Nur: Hätte die Tat an sich gestoppt werden können? Polizeigewerkschafter Jörg Radek appelliert an die Bevölkerung. „Wir sind auf Hinweise angewiesen.“ Wo verändere sich jemand drastisch, wo verhalte er sich auffällig? Auch das Innenministerium verweist am Dienstag auf die Hotline etwa beim Bundesmigrationsamt, wo Experten Angehörige von Radikalisierten beraten.

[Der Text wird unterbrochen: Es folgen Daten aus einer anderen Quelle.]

//! Embedded SQL service with pluggable backends.
//!
//! Provides the database operations exposed as tools: reads, multi-statement
//! writes (see [`crate::write`]), schema changes and catalog inspection.
//!
//! # Example
//!
//! ```ignore
//! use mcp_sqlite::sql::SqlService;
//!
//! // In-memory (testing)
//! let service = SqlService::memory()?;
//!
//! // Persistent
//! let service = SqlService::file("./sqlite.db")?;
//!
//! service.execute_batch("CREATE TABLE users (id INTEGER PRIMARY KEY, name TEXT)").await?;
//! service.write("INSERT INTO users (name) VALUES ('Alice')").await?;
//! let tables = service.list_tables().await?;
//! ```
//!
//! # Custom Backends
//!
//! Implement the `SqlBackend` trait to use custom storage:
//!
//! ```ignore
//! use mcp_sqlite::sql::{SqlBackend, SqlService};
//!
//! struct RecordingBackend { /* ... */ }
//! impl SqlBackend for RecordingBackend { /* ... */ }
//!
//! let service = SqlService::custom(RecordingBackend::new());
//! ```

mod backend;
mod service;
mod sqlite;
mod types;


// Re-export the public API
pub use backend::SqlBackend;
pub use service::SqlService;
pub use sqlite::SqliteBackend;
pub use types::{ColumnInfo, Row, Value};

Im Fall Würzburg hätte auch das nicht geholfen. „Keinerlei Anhaltspunkte“ habe es für die Tat gegeben, sagen die Ermittler. Die Pflegefamilie sei „sehr betroffen“. Als unauffällig hätten Bekannte den 17-Jährigen beschrieben. Als gläubigen Muslim, aber keineswegs radikal. Er sei von der Jugendhilfe intensiv betreut worden und habe auch eine Ausbildung in Aussicht gehabt, als Bäcker. Vor der Attacke habe er sich von der Pflegefamilie verabschiedet und gesagt, er gehe Fahrradfahren. Dann schritt er zur Tat.